Accuracy of surgical complication rate estimation using ICD-10 codes
Journal article, Peer reviewed
MetadataShow full item record
Original versionStoresund, A., Haugen, A. S., Hjortås, M., Nortvedt, M. W., Flaatten, H., Eide, G. E., . . . Søfteland, E. (2018). Accuracy of surgical complication rate estimation using ICD-10 codes. British Journal of Surgery. 10.1002/bjs.10985
Background The ICD‐10 codes are used globally for comparison of diagnoses and complications, and are an important tool for the development of patient safety, healthcare policies and the health economy. The aim of this study was to investigate the accuracy of verified complication rates in surgical admissions identified by ICD‐10 codes and to validate these estimates against complications identified using the established Global Trigger Tool (GTT) methodology. Methods This was a prospective observational study of a sample of surgical admissions in two Norwegian hospitals. Complications were identified and classified by two expert GTT teams who reviewed patients' medical records.
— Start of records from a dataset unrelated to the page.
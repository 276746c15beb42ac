//! # TickTally Core
//!
//! Client-side business logic - no infrastructure dependencies.
//!
//! This crate contains:
//! - Port interfaces (traits) for the hosted store, local cache, plans and
//!   user notifications
//! - The timer state machine and its display ticker
//! - The tag lookup batcher
//! - Project/task/tag services and earnings reports
//!
//! ## Architecture Principles
//! - Only depends on `ticktally-domain` and `ticktally-common`
//! - No database, HTTP, or platform code
//! - All external dependencies via traits
//! - Collaborators (bus, caches, clock) are injected, never global

pub mod billing;
pub mod events;
pub mod notifier;
pub mod projects;
pub mod tags;
pub mod timer;

// Re-export specific items to avoid ambiguity
pub use billing::earnings::{build_project_report, earnings, ProjectReport, TaskLine};
pub use billing::plans::PlanProvider;
pub use events::{Notification, NotificationBus};
pub use notifier::{LogNotifier, UserNotifier};
pub use projects::ports::{ProjectStore, TaskStore};
pub use projects::ProjectService;
pub use tags::ports::TagStore;
pub use tags::{TagLookup, TagLookupConfig, TagService};
pub use timer::ports::{LocalTimerCache, TimeEntryStore};
pub use timer::{TimerDisplay, TimerService};
//! Display-side elapsed time.
//!
//! A `TimerDisplay` owns its own copy of the elapsed value. While the timer
//! runs it recomputes the value on a periodic tick; on pause or stop it drops
//! the tick and adopts the exact value carried by the notification.

use std::sync::atomic::{AtomicU64, Ordering};
use std::sync::Arc;
use std::time::Duration;

use chrono::{DateTime, Utc};
use ticktally_common::time::{Clock, SystemClock};
use ticktally_domain::{CachedTimerState, TimeEntry, TimerStatus};
use tokio::sync::{broadcast, watch};
use tokio::time::MissedTickBehavior;
use tokio_util::sync::CancellationToken;
use tracing::{debug, warn};
use uuid::Uuid;

use super::duration::{cached_elapsed_seconds, elapsed_seconds, entry_elapsed_seconds};
use crate::events::Notification;

pub struct TimerDisplay<C: Clock + Clone = SystemClock> {
    clock: C,
    tick_interval: Duration,
    entry_id: Option<Uuid>,
    status: TimerStatus,
    elapsed: Arc<watch::Sender<i64>>,
    // Bumped whenever an exact value is adopted; stale ticks check it.
    epoch: Arc<AtomicU64>,
    tick: Option<CancellationToken>,
}

impl<C: Clock + Clone> TimerDisplay<C> {
    pub fn new(clock: C, tick_interval: Duration) -> Self {
        let (elapsed, _) = watch::channel(0);
        Self {
            clock,
            tick_interval,
            entry_id: None,
            status: TimerStatus::Idle,
            elapsed: Arc::new(elapsed),
            epoch: Arc::new(AtomicU64::new(0)),
            tick: None,
        }
    }

    pub fn status(&self) -> TimerStatus {
        self.status
    }

    pub fn entry_id(&self) -> Option<Uuid> {
        self.entry_id
    }

    pub fn elapsed(&self) -> i64 {
        *self.elapsed.borrow()
    }

    /// Receiver that observes every elapsed update.
    pub fn watch(&self) -> watch::Receiver<i64> {
        self.elapsed.subscribe()
    }

    pub fn is_ticking(&self) -> bool {
        self.tick.is_some()
    }

    /// Paint from the local mirror before the store has answered.
    pub fn hydrate_from_cache(&mut self, state: &CachedTimerState) {
        self.entry_id = Some(state.entry_id);
        if state.is_paused {
            self.status = TimerStatus::Paused;
            self.freeze(cached_elapsed_seconds(state, self.clock.utc_now()));
        } else {
            self.status = TimerStatus::Running;
            self.start_ticking(state.start_time, state.paused_seconds);
        }
    }

    /// Adopt the reconciled entry (or idle) returned by a restore.
    pub fn hydrate(&mut self, entry: Option<&TimeEntry>) {
        let Some(entry) = entry else {
            self.entry_id = None;
            self.status = TimerStatus::Idle;
            self.freeze(0);
            return;
        };
        self.entry_id = Some(entry.id);
        self.status = entry.status();
        match self.status {
            TimerStatus::Running => self.start_ticking(entry.start_time, entry.paused_seconds),
            TimerStatus::Paused | TimerStatus::Idle => {
                self.freeze(entry_elapsed_seconds(entry, self.clock.utc_now()))
            }
        }
    }

    pub fn apply(&mut self, notification: &Notification) {
        match notification {
            Notification::TimerStarted { entry_id, start_time, .. } => {
                self.entry_id = Some(*entry_id);
                self.status = TimerStatus::Running;
                self.start_ticking(*start_time, 0);
            }
            Notification::TimerResumed { entry_id, start_time, paused_seconds, .. } => {
                self.entry_id = Some(*entry_id);
                self.status = TimerStatus::Running;
                self.start_ticking(*start_time, *paused_seconds);
            }
            Notification::TimerPaused { entry_id, elapsed_seconds } => {
                if !self.tracks(*entry_id) {
                    return;
                }
                self.entry_id = Some(*entry_id);
                self.status = TimerStatus::Paused;
                self.freeze(*elapsed_seconds);
            }
            Notification::TimerStopped { entry_id, duration_seconds } => {
                if !self.tracks(*entry_id) {
                    return;
                }
                self.entry_id = None;
                self.status = TimerStatus::Idle;
                self.freeze(*duration_seconds);
            }
            Notification::TaskCompleted { .. } | Notification::TaskTagsModified { .. } => {}
        }
    }

    /// Apply notifications from `events` until the bus closes or `shutdown`
    /// fires.
    pub async fn run(
        &mut self,
        mut events: broadcast::Receiver<Notification>,
        shutdown: CancellationToken,
    ) {
        loop {
            tokio::select! {
                _ = shutdown.cancelled() => break,
                received = events.recv() => match received {
                    Ok(notification) => self.apply(&notification),
                    Err(broadcast::error::RecvError::Lagged(skipped)) => {
                        warn!(skipped, "Timer display lagged behind notifications");
                    }
                    Err(broadcast::error::RecvError::Closed) => break,
                },
            }
        }
        self.stop_ticking();
    }

    fn tracks(&self, entry_id: Uuid) -> bool {
        match self.entry_id {
            Some(current) if current != entry_id => {
                debug!(%entry_id, %current, "Ignoring notification for another entry");
                false
            }
            _ => true,
        }
    }

    fn freeze(&mut self, elapsed: i64) {
        self.stop_ticking();
        self.epoch.fetch_add(1, Ordering::SeqCst);
        self.elapsed.send_replace(elapsed.max(0));
    }

    fn start_ticking(&mut self, start_time: DateTime<Utc>, paused_seconds: i64) {
        self.stop_ticking();
        let epoch = self.epoch.fetch_add(1, Ordering::SeqCst) + 1;
        let now = self.clock.utc_now();
        self.elapsed.send_replace(elapsed_seconds(start_time, now, paused_seconds));

        let token = CancellationToken::new();
        let cancelled = token.clone();
        let clock = self.clock.clone();
        let sender = Arc::clone(&self.elapsed);
        let current_epoch = Arc::clone(&self.epoch);
        let period = self.tick_interval;

        tokio::spawn(async move {
            let mut interval = tokio::time::interval(period);
            interval.set_missed_tick_behavior(MissedTickBehavior::Delay);
            loop {
                tokio::select! {
                    _ = cancelled.cancelled() => break,
                    _ = interval.tick() => {
                        let elapsed = elapsed_seconds(start_time, clock.utc_now(), paused_seconds);
                        sender.send_if_modified(|value| {
                            if current_epoch.load(Ordering::SeqCst) != epoch || *value == elapsed {
                                return false;
                            }
                            *value = elapsed;
                            true
                        });
                    }
                }
            }
        });
        self.tick = Some(token);
    }

    fn stop_ticking(&mut self) {
        if let Some(token) = self.tick.take() {
            token.cancel();
        }
    }
}

impl<C: Clock + Clone> Drop for TimerDisplay<C> {
    fn drop(&mut self) {
        self.stop_ticking();
    }
}

#[cfg(test)]
mod tests {
    use chrono::TimeZone;
    use ticktally_common::time::MockClock;

    use super::*;

    fn t0() -> DateTime<Utc> {
        Utc.with_ymd_and_hms(2024, 3, 1, 9, 0, 0).unwrap()
    }

    fn started(entry_id: Uuid) -> Notification {
        Notification::TimerStarted {
            entry_id,
            task_id: Uuid::new_v4(),
            project_id: Uuid::new_v4(),
            start_time: t0(),
        }
    }

    #[tokio::test(start_paused = true)]
    async fn ticks_while_running_and_freezes_on_pause() {
        let clock = MockClock::at(t0());
        let mut display = TimerDisplay::new(clock.clone(), Duration::from_secs(1));
        let entry_id = Uuid::new_v4();

        display.apply(&started(entry_id));
        assert!(display.is_ticking());
        assert_eq!(display.status(), TimerStatus::Running);

        clock.advance_secs(3);
        tokio::time::sleep(Duration::from_millis(1_500)).await;
        assert_eq!(display.elapsed(), 3);

        display.apply(&Notification::TimerPaused { entry_id, elapsed_seconds: 3 });
        assert!(!display.is_ticking());

        clock.advance_secs(10);
        tokio::time::sleep(Duration::from_secs(3)).await;
        assert_eq!(display.elapsed(), 3);
        assert_eq!(display.status(), TimerStatus::Paused);
    }

    #[tokio::test(start_paused = true)]
    async fn resume_continues_from_paused_total() {
        let clock = MockClock::at(t0());
        let mut display = TimerDisplay::new(clock.clone(), Duration::from_secs(1));
        let entry_id = Uuid::new_v4();

        clock.advance_secs(40);
        display.apply(&Notification::TimerResumed {
            entry_id,
            start_time: t0(),
            paused_seconds: 30,
            elapsed_seconds: 10,
        });
        assert_eq!(display.elapsed(), 10);

        clock.advance_secs(5);
        tokio::time::sleep(Duration::from_millis(1_500)).await;
        assert_eq!(display.elapsed(), 15);
    }

    #[tokio::test]
    async fn stop_adopts_final_duration() {
        let clock = MockClock::at(t0());
        let mut display = TimerDisplay::new(clock, Duration::from_secs(1));
        let entry_id = Uuid::new_v4();

        display.apply(&started(entry_id));
        display.apply(&Notification::TimerStopped { entry_id, duration_seconds: 20 });

        assert!(!display.is_ticking());
        assert_eq!(display.status(), TimerStatus::Idle);
        assert_eq!(display.elapsed(), 20);
        assert_eq!(display.entry_id(), None);
    }

    #[tokio::test]
    async fn ignores_events_for_other_entries() {
        let clock = MockClock::at(t0());
        let mut display = TimerDisplay::new(clock, Duration::from_secs(1));
        let entry_id = Uuid::new_v4();

        display.apply(&started(entry_id));
        display.apply(&Notification::TimerPaused { entry_id: Uuid::new_v4(), elapsed_seconds: 99 });

        assert_eq!(display.status(), TimerStatus::Running);
        assert!(display.is_ticking());
    }

    #[tokio::test]
    async fn hydrates_paused_state_from_cache() {
        let clock = MockClock::at(t0() + chrono::Duration::seconds(500));
        let mut display = TimerDisplay::new(clock, Duration::from_secs(1));
        let state = CachedTimerState {
            entry_id: Uuid::new_v4(),
            task_id: Uuid::new_v4(),
            project_id: Uuid::new_v4(),
            start_time: t0(),
            is_paused: true,
            paused_seconds: 30,
            paused_at: Some(t0() + chrono::Duration::seconds(70)),
            elapsed_seconds: 40,
            saved_at: t0() + chrono::Duration::seconds(70),
        };

        display.hydrate_from_cache(&state);

        assert_eq!(display.status(), TimerStatus::Paused);
        assert_eq!(display.elapsed(), 40);
        assert!(!display.is_ticking());
    }

    #[tokio::test]
    async fn run_applies_queued_events_until_bus_closes() {
        let bus = crate::events::NotificationBus::default();
        let clock = MockClock::at(t0());
        let mut display = TimerDisplay::new(clock, Duration::from_secs(1));
        let entry_id = Uuid::new_v4();

        let events = bus.subscribe();
        bus.publish(started(entry_id));
        bus.publish(Notification::TimerPaused { entry_id, elapsed_seconds: 7 });
        drop(bus);

        display.run(events, CancellationToken::new()).await;

        assert_eq!(display.elapsed(), 7);
        assert_eq!(display.status(), TimerStatus::Paused);
        assert!(!display.is_ticking());
    }
}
Three trained reviewers verified ICD‐10 codes indicating a complication present on admission or emerging in hospital. Results A total of 700 admissions were drawn randomly from 12 966 procedures. Some 519 possible complications were identified in 332 of 700 admissions (47·4 per cent) from ICD‐10 codes. Verification of the ICD‐10 codes against information from patients' medical records confirmed 298 as in‐hospital complications in 141 of 700 admissions (20·1 per cent). Using GTT methodology, 331 complications were found in 212 of 700 admissions (30·3 per cent). Agreement between the two methods reached 83·3 per cent after verification of ICD‐10 codes. The odds ratio for identifying complications using the GTT increased from 5·85 (95 per cent c.i. 4·06 to 8·44) to 25·38 (15·41 to 41·79) when ICD‐10 complication codes were verified against patients' medical records. Conclusion Verified ICD‐10 codes strengthen the accuracy of complication rates. Use of non‐verified complication codes from administrative systems significantly overestimates in‐hospital surgical complication rates.